Thanks to our Great Escapees, Merlin Hayward, Lakeisha Lynch Stevens, The Albany Theatre & Arts Centre, Entelechy Arts, Greenwich Park Revealed & all other staff, teams and funders at the Age at the Machine festival, it was so much fun to be part of it!
Brockley Open Studios: Hillyfields festival, June 2019
I collaborated with Brockley Open Studios at Hilly Fields Fayre in June. This local not for profit organisation has been going for 25 years and is all about opening doors, and building on the creative community that thrives in the quiet streets of SE4 and SE14.
The event fell on Windrush Day and Refugee Week, with its 2019 theme ‘you, me and those who came before’. At the caravan we invited people to map a significant journey they’ve made or their parents and grandparents before them.
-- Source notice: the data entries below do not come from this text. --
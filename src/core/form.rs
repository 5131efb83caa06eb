use crate::core::field::FormField;
use crate::core::step::Step;

/// All wizard steps and their fields, in document order.
#[derive(Debug, Clone, Default, PartialEq)]
pub struct Form {
    steps: Vec<Step>,
}

impl Form {
    pub fn new(steps: Vec<Step>) -> Self {
        Self { steps }
    }

    pub fn steps(&self) -> &[Step] {
        &self.steps
    }

    pub fn step_at(&self, index: usize) -> Option<&Step> {
        self.steps.get(index)
    }

    pub fn step_count(&self) -> usize {
        self.steps.len()
    }

    pub fn is_empty(&self) -> bool {
        self.steps.is_empty()
    }

    pub fn fields(&self) -> impl Iterator<Item = &FormField> {
        self.steps.iter().flat_map(|step| step.fields.iter())
    }

    pub fn fields_mut(&mut self) -> impl Iterator<Item = &mut FormField> {
        self.steps.iter_mut().flat_map(|step| step.fields.iter_mut())
    }

    pub fn fields_named<'a, 'n>(
        &'a self,
        name: &'n str,
    ) -> impl Iterator<Item = &'a FormField> + use<'a, 'n> {
        self.fields().filter(move |field| field.name == name)
    }

    /// Pure with respect to selection state; out-of-range indices are invalid.
    pub fn validate(&self, step_index: usize) -> bool {
        self.steps.get(step_index).is_some_and(Step::is_valid)
    }

    /// Checked values of a checkbox group in document order.
    pub fn selected_values(&self, name: &str) -> Vec<String> {
        self.fields_named(name)
            .filter(|field| field.is_selected())
            .map(|field| field.value.clone())
            .collect()
    }

    pub fn has_checkbox_group(&self, name: &str) -> bool {
        self.fields_named(name).any(FormField::is_checkbox)
    }

    /// Returns false when no checkbox carries that name and value.
    pub fn set_checked(&mut self, name: &str, value: &str, checked: bool) -> bool {
        let mut found = false;
        for field in self
            .fields_mut()
            .filter(|field| field.is_checkbox() && field.name == name && field.value == value)
        {
            field.checked = checked;
            found = true;
        }
        found
    }

    pub fn set_group_checked(&mut self, name: &str, checked: bool) {
        for field in self
            .fields_mut()
            .filter(|field| field.is_checkbox() && field.name == name)
        {
            field.checked = checked;
        }
    }

    /// False for an empty group.
    pub fn all_checked(&self, name: &str) -> bool {
        let mut members = self.fields_named(name).filter(|field| field.is_checkbox()).peekable();
        members.peek().is_some() && members.all(|field| field.checked)
    }

    pub fn set_text(&mut self, name: &str, value: &str) -> bool {
        let mut found = false;
        for field in self
            .fields_mut()
            .filter(|field| field.is_text() && field.name == name)
        {
            field.value = value.to_string();
            found = true;
        }
        found
    }

    pub fn text_value(&self, name: &str) -> Option<&str> {
        self.fields()
            .find(|field| field.is_text() && field.name == name)
            .map(|field| field.value.as_str())
    }
}

#[cfg(test)]
mod tests {
    use super::Form;
    use crate::core::step::Step;

    fn sample_form() -> Form {
        Form::new(vec![
            Step::builder("records", "Records")
                .checkbox("selectAllRecordTypes", "all")
                .checkboxes("recordType", ["Contact", "Account", "Lead"])
                .build(),
            Step::builder("review", "Review").text("workflowName").build(),
        ])
    }

    #[test]
    fn selected_values_follow_document_order() {
        let mut form = sample_form();
        assert!(form.set_checked("recordType", "Lead", true));
        assert!(form.set_checked("recordType", "Contact", true));

        assert_eq!(form.selected_values("recordType"), vec!["Contact", "Lead"]);
    }

    #[test]
    fn set_checked_reports_unknown_option() {
        let mut form = sample_form();
        assert!(!form.set_checked("recordType", "Opportunity", true));
        assert!(!form.set_checked("workflowName", "", true));
    }

    #[test]
    fn validate_covers_arbitrary_indices() {
        let mut form = sample_form();
        assert!(!form.validate(0));
        assert!(form.validate(1));
        assert!(!form.validate(7));

        form.set_checked("recordType", "Account", true);
        assert!(form.validate(0));
    }

    #[test]
    fn group_toggle_and_all_checked() {
        let mut form = sample_form();
        assert!(!form.all_checked("recordType"));
        form.set_group_checked("recordType", true);
        assert!(form.all_checked("recordType"));
        assert!(!form.all_checked("missing"));
    }

    #[test]
    fn set_text_updates_text_fields_only() {
        let mut form = sample_form();
        assert!(form.set_text("workflowName", "Welcome mail"));
        assert_eq!(form.text_value("workflowName"), Some("Welcome mail"));
        assert!(!form.set_text("recordType", "Contact"));
    }
}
The stories people shared were fascinating, heartwarming and often harrowing.
Room with a view: Telegraph Hill Festival, April 2019
An immersive, subversive installation that played on attitudes towards migration in the complicated times of post-referendum Britain.
For this event, the caravan was transformed into a bird shelter; with nesting eagles, hummingbirds, swan bills, ospreys and other bird life from around the world streamed live through each window via a series of wildlife webcams.
Other parts of the installation gave a creative voice to refugees from AFRIL’s Helping Hands foodbank in Lewisham.
all webcams we’re sourced from explore.org
Open Space: Brockley Open Studios, April 2018
A participatory installation that ‘opened up’ and cheered up space for guests
For this project I worked with Brockley Open Studios local schools and a women’s refugee group to explore local spaces that were inviting or hostile. Through the process we created a collective kalaidescopic artwork from coloured gravel that combined the British garden path with the Hindi concept of Rangoli – a welcoming ritual. People were invited to contribute to this throughout the day.
For the people: Croft Fest, June 2018
For Croft Fest the interior of the caravan become a miniature Zen Garden with works by Brockley based artist Kaori Homma. Origami making took place at the table outside.
Home from Home: Telegraph Hill Festival, May 2017
The caravan appeared three times at the festival over the course of a week with a photographic installation, which saw the caravan wallpapered in local resident’s objects; a live music event with songs from the road performed by candlelight and screenings of animations by child refugees in Calais. Through these events I aimed to explore the idea of home through notions of comfort & freedom, displacement & refuge. This was a collaborative project with works provided by Art Refuge UK & Cafe Art.
CARAVAN ARTS works with artists, local communities & places to create temporary, site specific & immersive works within & around the 13ft space of the vintage van.